### INSTRUCTIONS TO FOLLOW
Search the data for the string "ToolDescriptor" and copy each line where it turns up.
━━━━━━
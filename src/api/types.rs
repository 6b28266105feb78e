//! API request and response types.

use serde::{Deserialize, Serialize};

/// Chat request.
#[derive(Debug, Clone, Deserialize)]
pub struct ChatRequest {
    /// The user message
    pub message: String,

    /// Session identifier; empty or absent means "start a new session"
    #[serde(default)]
    pub session_id: String,
}

/// Chat response.
#[derive(Debug, Clone, Serialize)]
pub struct ChatResponse {
    /// The agent's reply
    pub reply: String,

    /// Session identifier to send with the next message
    pub session_id: String,
}

/// Request to clear a session's history.
#[derive(Debug, Clone, Deserialize)]
pub struct ResetRequest {
    pub session_id: String,
}

/// Reset acknowledgement.
#[derive(Debug, Clone, Serialize)]
pub struct ResetResponse {
    pub status: &'static str,
}

/// Health check response.
#[derive(Debug, Clone, Serialize)]
pub struct HealthResponse {
    /// Service status
    pub status: &'static str,

    /// Service version
    pub version: &'static str,

    /// Live sessions in the store
    pub active_sessions: usize,
}

/// Non-secret configuration exposed to the frontend.
#[derive(Debug, Clone, Serialize)]
pub struct FrontendConfig {
    pub map_api_key: String,
}
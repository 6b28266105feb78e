//! Tool registry: the agent-facing boundary over the data access layer.
//!
//! Every data operation is exposed as a named, schema-declared tool. The
//! registry validates the tool name and arguments before anything touches
//! the data layer, and converts every data failure into a structured
//! [`QueryResult`] — a tool invocation never raises past this boundary.

pub mod local_table;
pub mod remote_layer;

pub use local_table::QueryTableTool;
pub use remote_layer::{DescribeLayerTool, QueryLayerTool};

use std::sync::Arc;

use async_trait::async_trait;
use serde::{Deserialize, Serialize};
use serde_json::{json, Value};
use thiserror::Error;

use crate::data::{DataError, LayerSchema, LocalTables, Record, RemoteLayers};

/// The closed set of tools the agent may invoke.
#[derive(Debug, Clone, Copy, PartialEq, Eq, Hash)]
pub enum ToolId {
    DescribeLayer,
    QueryLayer,
    QueryTable,
}

impl ToolId {
    pub fn as_str(self) -> &'static str {
        match self {
            ToolId::DescribeLayer => "describe_layer",
            ToolId::QueryLayer => "query_layer",
            ToolId::QueryTable => "query_table",
        }
    }

    pub fn parse(name: &str) -> Option<Self> {
        match name {
            "describe_layer" => Some(ToolId::DescribeLayer),
            "query_layer" => Some(ToolId::QueryLayer),
            "query_table" => Some(ToolId::QueryTable),
            _ => None,
        }
    }
}

/// Primitive types a tool parameter may have.
#[derive(Debug, Clone, Copy, PartialEq, Eq)]
pub enum ParamKind {
    String,
    Integer,
    Boolean,
}

impl ParamKind {
    fn json_type(self) -> &'static str {
        match self {
            ParamKind::String => "string",
            ParamKind::Integer => "integer",
            ParamKind::Boolean => "boolean",
        }
    }

    fn admits(self, value: &Value) -> bool {
        match self {
            ParamKind::String => value.is_string(),
            ParamKind::Integer => value.is_i64() || value.is_u64(),
            ParamKind::Boolean => value.is_boolean(),
        }
    }
}

/// Declaration of one tool parameter.
#[derive(Debug, Clone)]
pub struct ParamSpec {
    pub name: &'static str,
    pub kind: ParamKind,
    pub required: bool,
    pub description: &'static str,
}

/// Declared shape of a tool: stable name, purpose for the reasoning step,
/// and the parameter schema arguments are validated against.
#[derive(Debug, Clone)]
pub struct ToolDescriptor {
    pub name: &'static str,
    pub purpose: String,
    pub params: Vec<ParamSpec>,
}

impl ToolDescriptor {
    /// Render as an OpenAI-style function declaration.
    pub fn function_schema(&self) -> Value {
        let mut properties = serde_json::Map::new();
        let mut required = Vec::new();
        for param in &self.params {
            properties.insert(
                param.name.to_string(),
                json!({"type": param.kind.json_type(), "description": param.description}),
            );
            if param.required {
                required.push(Value::from(param.name));
            }
        }
        json!({
            "type": "function",
            "function": {
                "name": self.name,
                "description": self.purpose,
                "parameters": {
                    "type": "object",
                    "properties": properties,
                    "required": required,
                }
            }
        })
    }
}

/// Machine-checkable error kinds carried by error results.
#[derive(Debug, Clone, Copy, PartialEq, Eq, Serialize, Deserialize)]
#[serde(rename_all = "snake_case")]
pub enum ErrorKind {
    SourceUnavailable,
    NotFound,
    InvalidFilter,
    UnknownTool,
    InvalidArguments,
}

/// The structured outcome of every tool invocation.
#[derive(Debug, Clone, Serialize, Deserialize)]
#[serde(tag = "result", rename_all = "snake_case")]
pub enum QueryResult {
    Rows { count: usize, rows: Vec<Record> },
    Schema { schema: LayerSchema },
    Error { kind: ErrorKind, message: String },
}

impl QueryResult {
    pub fn rows(rows: Vec<Record>) -> Self {
        QueryResult::Rows {
            count: rows.len(),
            rows,
        }
    }

    pub fn error(kind: ErrorKind, message: impl Into<String>) -> Self {
        QueryResult::Error {
            kind,
            message: message.into(),
        }
    }

    pub fn is_error(&self) -> bool {
        matches!(self, QueryResult::Error { .. })
    }

    /// JSON form fed back to the reasoning backend as a tool message.
    pub fn to_json(&self) -> String {
        serde_json::to_string(self).unwrap_or_else(|e| {
            format!(
                r#"{{"result":"error","kind":"source_unavailable","message":"result serialization failed: {}"}}"#,
                e
            )
        })
    }
}

/// Failures inside a tool body. Converted to error results by the registry.
#[derive(Debug, Error)]
pub enum ToolError {
    #[error(transparent)]
    Data(#[from] DataError),

    #[error("invalid arguments: {0}")]
    InvalidArguments(String),
}

impl ToolError {
    fn kind(&self) -> ErrorKind {
        match self {
            ToolError::Data(DataError::SourceUnavailable(_)) => ErrorKind::SourceUnavailable,
            ToolError::Data(DataError::NotFound(_)) => ErrorKind::NotFound,
            ToolError::Data(DataError::InvalidFilter(_)) => ErrorKind::InvalidFilter,
            ToolError::InvalidArguments(_) => ErrorKind::InvalidArguments,
        }
    }
}

/// A named, schema-declared callable over the data access layer.
#[async_trait]
pub trait Tool: Send + Sync {
    fn id(&self) -> ToolId;

    fn descriptor(&self) -> ToolDescriptor;

    /// Run the tool with pre-validated arguments.
    async fn execute(&self, args: &Value) -> Result<QueryResult, ToolError>;
}

/// Registry mapping tool ids to validated handlers.
pub struct ToolRegistry {
    tools: Vec<Box<dyn Tool>>,
}

impl ToolRegistry {
    pub fn new(remote: Arc<RemoteLayers>, tables: Arc<LocalTables>, max_rows: usize) -> Self {
        Self {
            tools: vec![
                Box::new(DescribeLayerTool::new(Arc::clone(&remote))),
                Box::new(QueryLayerTool::new(remote, max_rows)),
                Box::new(QueryTableTool::new(tables, max_rows)),
            ],
        }
    }

    /// Function declarations for every registered tool.
    pub fn schemas(&self) -> Vec<Value> {
        self.tools
            .iter()
            .map(|tool| tool.descriptor().function_schema())
            .collect()
    }

    /// Invoke a tool by wire name. Total: every failure mode comes back as
    /// an error-kind [`QueryResult`], never as an Err or a panic.
    pub async fn invoke(&self, tool_name: &str, arguments: &Value) -> QueryResult {
        let Some(id) = ToolId::parse(tool_name) else {
            return QueryResult::error(
                ErrorKind::UnknownTool,
                format!("unknown tool: {}", tool_name),
            );
        };
        let Some(tool) = self.tools.iter().find(|t| t.id() == id) else {
            return QueryResult::error(
                ErrorKind::UnknownTool,
                format!("tool not registered: {}", tool_name),
            );
        };

        if let Err(message) = validate_arguments(&tool.descriptor(), arguments) {
            return QueryResult::error(ErrorKind::InvalidArguments, message);
        }

        match tool.execute(arguments).await {
            Ok(result) => result,
            Err(e) => QueryResult::error(e.kind(), e.to_string()),
        }
    }
}

/// Check an argument object against a descriptor. Unknown names, missing
/// required parameters, and mistyped values are all rejected here, before
/// the data layer is touched.
fn validate_arguments(descriptor: &ToolDescriptor, arguments: &Value) -> Result<(), String> {
    let object = match arguments {
        Value::Object(map) => map,
        Value::Null => {
            if let Some(param) = descriptor.params.iter().find(|p| p.required) {
                return Err(format!("missing required argument: {}", param.name));
            }
            return Ok(());
        }
        other => {
            return Err(format!(
                "arguments must be a JSON object, got {}",
                json_type_name(other)
            ))
        }
    };

    for param in descriptor.params.iter().filter(|p| p.required) {
        match object.get(param.name) {
            None | Some(Value::Null) => {
                return Err(format!("missing required argument: {}", param.name))
            }
            Some(_) => {}
        }
    }

    for (name, value) in object {
        let Some(param) = descriptor.params.iter().find(|p| p.name == name.as_str()) else {
            return Err(format!("unknown argument: {}", name));
        };
        if value.is_null() {
            continue;
        }
        if !param.kind.admits(value) {
            return Err(format!(
                "argument '{}' must be a {}",
                name,
                param.kind.json_type()
            ));
        }
    }

    Ok(())
}

fn json_type_name(value: &Value) -> &'static str {
    match value {
        Value::Null => "null",
        Value::Bool(_) => "boolean",
        Value::Number(_) => "number",
        Value::String(_) => "string",
        Value::Array(_) => "array",
        Value::Object(_) => "object",
    }
}

// ── typed accessors used by tool bodies after validation ──────────────────

pub(crate) fn required_str<'a>(args: &'a Value, key: &str) -> Result<&'a str, ToolError> {
    args.get(key)
        .and_then(Value::as_str)
        .ok_or_else(|| ToolError::InvalidArguments(format!("missing required argument: {}", key)))
}

pub(crate) fn optional_str<'a>(args: &'a Value, key: &str, default: &'a str) -> &'a str {
    args.get(key).and_then(Value::as_str).unwrap_or(default)
}

pub(crate) fn optional_usize(args: &Value, key: &str, default: usize) -> usize {
    args.get(key)
        .and_then(Value::as_u64)
        .map(|n| n as usize)
        .unwrap_or(default)
}

pub(crate) fn optional_bool(args: &Value, key: &str, default: bool) -> bool {
    args.get(key).and_then(Value::as_bool).unwrap_or(default)
}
━━━━━━
### EXPECTED ANSWER
pub struct ToolDescriptor {
impl ToolDescriptor {
    fn descriptor(&self) -> ToolDescriptor;
fn validate_arguments(descriptor: &ToolDescriptor, arguments: &Value) -> Result<(), String> {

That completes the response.